ワグネリアンは2018年のダービー馬、スターズオンアースも2022年春の牝馬二冠を制している。上がりタイムはレース展開や馬場状態、脚質で大きく変化するものだが、デビュー戦で32.9秒以下を記録した馬は、翌年まで覚えておきたい。

3歳限定GⅠ優勝馬のデビュー戦上がり3Fタイム,ⒸSPAIA

秋華賞と菊花賞、デビュー戦から見える傾向は

秋華賞馬のデビュー戦結果,ⒸSPAIA


時期的に最も遠い三冠目、秋華賞と菊花賞の勝ち馬でもデビュー戦に特徴はあるのだろうか。まず2017年以降に秋華賞を制した馬のデビュー戦を着順、上がり3Fタイム、上がり順位から見ていこう。

2017年 ディアドラ 中京芝1400m 2着(35.2秒・順位4位)
2018年 アーモンドアイ 新潟芝1400m 2着(34.3秒・順位1位)
2019年 クロノジェネシス 小倉芝1800m 1着(34.5秒・順位1位)
2020年 デアリングタクト 京都芝1600m 1着(34.8秒・順位1位)
2021年 アカイトリノムスメ 新潟芝1600m 7着(34.3秒・順位5位)

クロノジェネシス以外の4頭がマイル以下でデビュー。デビュー戦で勝ち上がった馬ばかりではなく、また上がり順位にも目立ったものはない。前述のディアドラ以外は、2戦目までに勝ち上がっていることが共通点。もう少し範囲を広げて2012年からも見てみる。

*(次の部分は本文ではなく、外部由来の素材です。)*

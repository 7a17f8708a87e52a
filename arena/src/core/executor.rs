//! Match executor
//!
//! Runs one match end to end: status transitions, the judge call through
//! the adapter, and result/failure attachment. A judge failure is recorded
//! on the match, never surfaced as an error, so the round keeps making
//! progress around it.

use chrono::Utc;
use std::sync::Arc;
use tracing::{debug, info, warn};

use crate::core::judge::Judge;
use crate::traits::JudgeBackend;
use crate::types::MatchContext;
use shared::{ArenaConfig, Match, MatchResult, MatchStatus};

pub struct MatchExecutor<B: JudgeBackend> {
    judge: Judge<B>,
    model: String,
}

impl<B: JudgeBackend> MatchExecutor<B> {
    pub fn new(backend: Arc<B>, config: &ArenaConfig) -> Self {
        Self {
            judge: Judge::new(backend, config),
            model: config.model.clone(),
        }
    }

    pub fn with_judge(mut self, judge: Judge<B>) -> Self {
        self.judge = judge;
        self
    }

    /// Execute one match and hand it back with its outcome attached.
    ///
    /// Re-invoking on a completed match returns the stored result without a
    /// second judge call, so retry orchestration above this layer is safe.
    pub async fn execute(&self, mut m: Match, ctx: MatchContext) -> Match {
        if m.status == MatchStatus::Completed {
            debug!(match_id = %m.id, "match already completed, returning stored result");
            return m;
        }

        m.status = MatchStatus::Running;
        m.failure = None;

        match self.judge.judge(&ctx).await {
            Ok(verdict) => {
                info!(
                    match_id = %m.id,
                    round = m.round,
                    tie = verdict.is_tie(),
                    "✅ match judged"
                );
                m.result = Some(MatchResult::new(verdict, self.model.clone()));
                m.status = MatchStatus::Completed;
            }
            Err(error) => {
                warn!(match_id = %m.id, round = m.round, "⚠️ match failed: {error}");
                m.failure = Some(error.to_failure_kind());
                m.status = MatchStatus::Failed;
            }
        }
        m.completed_at = Some(Utc::now());
        m
    }
}
//! Shared types for the AI-judged tournament arena
//!
//! Contains the domain model shared between the engine core and its
//! services, plus error and logging utilities. Engine logic lives in the
//! `arena` crate.

pub mod errors;
pub mod logging;
pub mod types;

pub use errors::*;
pub use types::*;
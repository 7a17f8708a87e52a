//! Submission providers
//!
//! `FileSubmissionStore` loads `*.txt` submissions from a directory,
//! deriving participant display names from the file stems;
//! `InMemorySubmissionStore` serves programmatic rosters and tests.

use async_trait::async_trait;
use std::collections::HashMap;
use std::path::{Path, PathBuf};
use tokio::fs;
use tracing::{info, warn};
use uuid::Uuid;

use crate::error::{ArenaError, ArenaResult};
use crate::traits::SubmissionProvider;
use shared::{Participant, Submission};

/// In-memory roster for programmatic use
#[derive(Debug, Default)]
pub struct InMemorySubmissionStore {
    participants: Vec<Participant>,
    submissions: HashMap<Uuid, Submission>,
}

impl InMemorySubmissionStore {
    pub fn new() -> Self {
        Self::default()
    }

    /// Add a participant with their submission, returning the new id
    pub fn add(&mut self, name: impl Into<String>, content: impl Into<String>) -> Uuid {
        let participant = Participant::new(name);
        let id = participant.id;
        self.submissions.insert(id, Submission::new(id, content));
        self.participants.push(participant);
        id
    }
}

#[async_trait]
impl SubmissionProvider for InMemorySubmissionStore {
    async fn participants(&self) -> ArenaResult<Vec<Participant>> {
        Ok(self.participants.clone())
    }

    async fn submission(&self, participant: Uuid) -> ArenaResult<Submission> {
        self.submissions
            .get(&participant)
            .cloned()
            .ok_or_else(|| ArenaError::InvalidSubmission {
                participant,
                reason: "unknown participant".to_string(),
            })
    }
}

/// Loads submissions from a directory of `*.txt` files, one per
/// participant, eagerly at construction
#[derive(Debug)]
pub struct FileSubmissionStore {
    directory: PathBuf,
    participants: Vec<Participant>,
    submissions: HashMap<Uuid, Submission>,
}

impl FileSubmissionStore {
    pub async fn load(directory: impl AsRef<Path>) -> ArenaResult<Self> {
        let directory = directory.as_ref().to_path_buf();

        let mut paths = Vec::new();
        let mut dir = fs::read_dir(&directory).await?;
        while let Some(entry) = dir.next_entry().await? {
            let path = entry.path();
            if path.extension().and_then(|e| e.to_str()) == Some("txt") {
                paths.push(path);
            }
        }
        // Stable roster order regardless of directory iteration order
        paths.sort();

        let mut participants = Vec::new();
        let mut submissions = HashMap::new();
        for path in paths {
            let content = fs::read_to_string(&path).await?;
            let content = content.trim();
            if content.is_empty() {
                warn!("⚠️ skipping empty submission file {}", path.display());
                continue;
            }

            let stem = path
                .file_stem()
                .and_then(|s| s.to_str())
                .unwrap_or("unnamed")
                .to_string();
            let participant = Participant::new(display_name(&stem));
            let submission = Submission::new(participant.id, content).with_source(
                path.file_name()
                    .and_then(|n| n.to_str())
                    .unwrap_or(&stem)
                    .to_string(),
            );
            submissions.insert(participant.id, submission);
            participants.push(participant);
        }

        if participants.is_empty() {
            return Err(ArenaError::InvalidFormatInput {
                message: format!("no .txt submissions found in {}", directory.display()),
            });
        }

        info!(
            "📂 loaded {} submissions from {}",
            participants.len(),
            directory.display()
        );

        Ok(Self {
            directory,
            participants,
            submissions,
        })
    }

    pub fn directory(&self) -> &Path {
        &self.directory
    }

    pub fn len(&self) -> usize {
        self.participants.len()
    }

    pub fn is_empty(&self) -> bool {
        self.participants.is_empty()
    }
}

#[async_trait]
impl SubmissionProvider for FileSubmissionStore {
    async fn participants(&self) -> ArenaResult<Vec<Participant>> {
        Ok(self.participants.clone())
    }

    async fn submission(&self, participant: Uuid) -> ArenaResult<Submission> {
        self.submissions
            .get(&participant)
            .cloned()
            .ok_or_else(|| ArenaError::InvalidSubmission {
                participant,
                reason: "unknown participant".to_string(),
            })
    }
}

/// Turn a file stem like `maya_magnificent` into `Maya Magnificent`
fn display_name(stem: &str) -> String {
    stem.split('_')
        .filter(|part| !part.is_empty())
        .map(|part| {
            let mut chars = part.chars();
            match chars.next() {
                Some(first) => first.to_uppercase().collect::<String>() + chars.as_str(),
                None => String::new(),
            }
        })
        .collect::<Vec<_>>()
        .join(" ")
}
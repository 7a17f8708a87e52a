//! Shared error types for the arena system

use thiserror::Error;

#[derive(Error, Debug)]
pub enum SharedError {
    #[error("Serialization failed: {message}")]
    SerializationError { message: String },

    #[error("Invalid UUID: {input}")]
    InvalidUuid { input: String },

    #[error("Invalid configuration: {field} = {value}")]
    InvalidConfig { field: String, value: String },
}

pub type SharedResult<T> = Result<T, SharedError>;
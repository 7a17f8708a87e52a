//! AI-judged tournament arena engine
//!
//! Ranks text submissions by repeatedly asking an external AI judge to
//! compare pairs and folding the pairwise outcomes into standings. The
//! engine schedules matches for round-robin and elimination formats, runs
//! judging calls under a bounded concurrency budget with retry and timeout
//! handling, and recomputes rankings from the append-only match log.

pub mod core;
pub mod error;
pub mod services;
pub mod state;
pub mod traits;
pub mod types;

// Re-export main types
pub use crate::core::{MatchExecutor, PromptBuilder, RoundCoordinator, TournamentEngine};
pub use error::{ArenaError, ArenaResult};
pub use state::TournamentRegistry;
pub use traits::*;
pub use types::*;
//! Concurrency coordinator
//!
//! Drains one round's matches through the executor under a bounded
//! concurrency budget. Matches are fully independent; the semaphore is the
//! only state shared between workers, and every match is owned by exactly
//! one worker until it is handed back here.

use chrono::Utc;
use futures_util::future::join_all;
use std::sync::Arc;
use tokio::sync::Semaphore;
use tracing::{error, info};

use crate::core::executor::MatchExecutor;
use crate::traits::JudgeBackend;
use crate::types::{CancelFlag, MatchContext};
use shared::{FailureKind, Match, MatchStatus, RoundOutcome};

enum Slot {
    Ran(Match),
    Skipped(Match),
}

pub struct RoundCoordinator {
    limit: usize,
}

impl RoundCoordinator {
    pub fn new(limit: usize) -> Self {
        Self { limit: limit.max(1) }
    }

    /// Run every match of a round, at most `limit` in flight at once.
    ///
    /// Individual failures never abort the round; the outcome carries the
    /// completed and failed matches side by side and callers decide what to
    /// do about the failures. Cancellation is honored between dispatches:
    /// in-flight judge calls finish (or time out per their own policy) and
    /// matches never dispatched are reported as skipped, still pending.
    pub async fn run_round<B: JudgeBackend + 'static>(
        &self,
        executor: Arc<MatchExecutor<B>>,
        round: u32,
        work: Vec<(Match, MatchContext)>,
        cancel: &CancelFlag,
    ) -> RoundOutcome {
        info!(
            round,
            matches = work.len(),
            limit = self.limit,
            "🏁 dispatching round"
        );

        let semaphore = Arc::new(Semaphore::new(self.limit));
        let mut handles = Vec::with_capacity(work.len());

        for (m, ctx) in work {
            if cancel.is_cancelled() {
                handles.push((m, None));
                continue;
            }

            let semaphore = semaphore.clone();
            let executor = executor.clone();
            let cancel = cancel.clone();
            // Kept for attribution if the worker dies before handing back
            let fallback = m.clone();

            let handle = tokio::spawn(async move {
                let _permit = match semaphore.acquire_owned().await {
                    Ok(permit) => permit,
                    Err(_) => return Slot::Skipped(m),
                };
                if cancel.is_cancelled() {
                    return Slot::Skipped(m);
                }
                Slot::Ran(executor.execute(m, ctx).await)
            });
            handles.push((fallback, Some(handle)));
        }

        let joined = join_all(handles.into_iter().map(|(fallback, handle)| async move {
            match handle {
                None => Slot::Skipped(fallback),
                Some(handle) => match handle.await {
                    Ok(slot) => slot,
                    Err(join_error) => {
                        error!(match_id = %fallback.id, "❌ match worker died: {join_error}");
                        let mut m = fallback;
                        m.status = MatchStatus::Failed;
                        m.failure = Some(FailureKind::Internal {
                            detail: format!("match worker died: {join_error}"),
                        });
                        m.completed_at = Some(Utc::now());
                        Slot::Ran(m)
                    }
                },
            }
        }))
        .await;

        let mut matches = Vec::with_capacity(joined.len());
        let mut skipped = Vec::new();
        for slot in joined {
            match slot {
                Slot::Ran(m) => matches.push(m),
                Slot::Skipped(m) => {
                    skipped.push(m.id);
                    matches.push(m);
                }
            }
        }

        let outcome = RoundOutcome { round, matches, skipped };
        info!(
            round,
            completed = outcome.completed_count(),
            failed = outcome.failed_count(),
            skipped = outcome.skipped.len(),
            "🏆 round finished"
        );
        outcome
    }
}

2012年 ジェンティルドンナ 京都芝1600m 2着(36.7秒・順位2位)
2013年 メイショウマンボ 京都芝1400m 1着(35.2秒・順位1位)
2014年 ショウナンパンドラ 阪神芝1800m 2着(33.4秒・順位1位)
2015年 ミッキークイーン 阪神芝1400m 2着(33.7秒・順位1位)
2016年 ヴィブロス 京都芝1600m 2着(35.0秒・順位5位)

こちらの5頭も2戦目までに勝ち上がり。それも含め大きく傾向は変わらない。ちなみにジェンティルドンナの36.7秒は、レース当日に雨が降り終日不良馬場だった中でのタイムだ。過去10年に広げてもデータ上は大きな変化はなく、秋華賞においてはデビュー戦からの明確なデータは読み取れず。なので、芝デビューで2走以内の勝ち上がりが望ましいものの、例外が出る可能性はあると思っていいだろう。


菊花賞馬のデビュー戦結果,ⒸSPAIA


次に菊花賞。こちらも2017年以降の5頭を見ていく。

2017年 キセキ 阪神芝1800m 1着(34.5秒・順位1位)
2018年 フィエールマン 東京芝1800m 1着(34.2秒・順位4位)
2019年 ワールドプレミア 京都芝1800m 1着(34.9秒・順位2位)
2020年 コントレイル 阪神芝1800m 1着(33.5秒・順位1位)
2021年 タイトルホルダー 中山芝1800m 1着(35.9秒・順位3位)

年明けデビューとなったフィエールマンを含め、全馬が芝1800mでデビューし1着。よく格言で「菊花賞は強い馬が勝つ」というが、それをなぞるかのようにデビュー戦から結果を残していた。上がり3Fについては3000mの長距離レースということもあり、あまり気にする必要はなさそうだ。強いて言うなら、35秒は切って順位4位以内ではあって欲しいところ。秋華賞同様、こちらも範囲を広げて見ていく。

2012年 ゴールドシップ 函館芝1800m 1着(34.9秒・順位1位)
2013年 エピファネイア 京都芝1800m 1着(33.5秒・順位1位)
2014年 トーホウジャッカル 京都芝1800m 10着(34.1秒・順位1位)
2015年 キタサンブラック 東京芝1800m 1着(34.2秒・順位2位)
2016年 サトノダイヤモンド 京都芝2000m 1着(34.8秒・順位1位)

近10年に広げても1800m以外でデビューしたのはサトノダイヤモンド1頭だけ。デビュー戦で負けたのは、日本ダービー前日にデビューし、そこからわずか149日の史上最速記録で菊花賞を制したトーホウジャッカルのみ。芝1800mのデビュー戦を上がり3F34.9秒以下で勝った馬は、過去10年で27頭出走して7勝、勝率25.9%の好成績となっていて、菊花賞を予想する際には注意してみたい。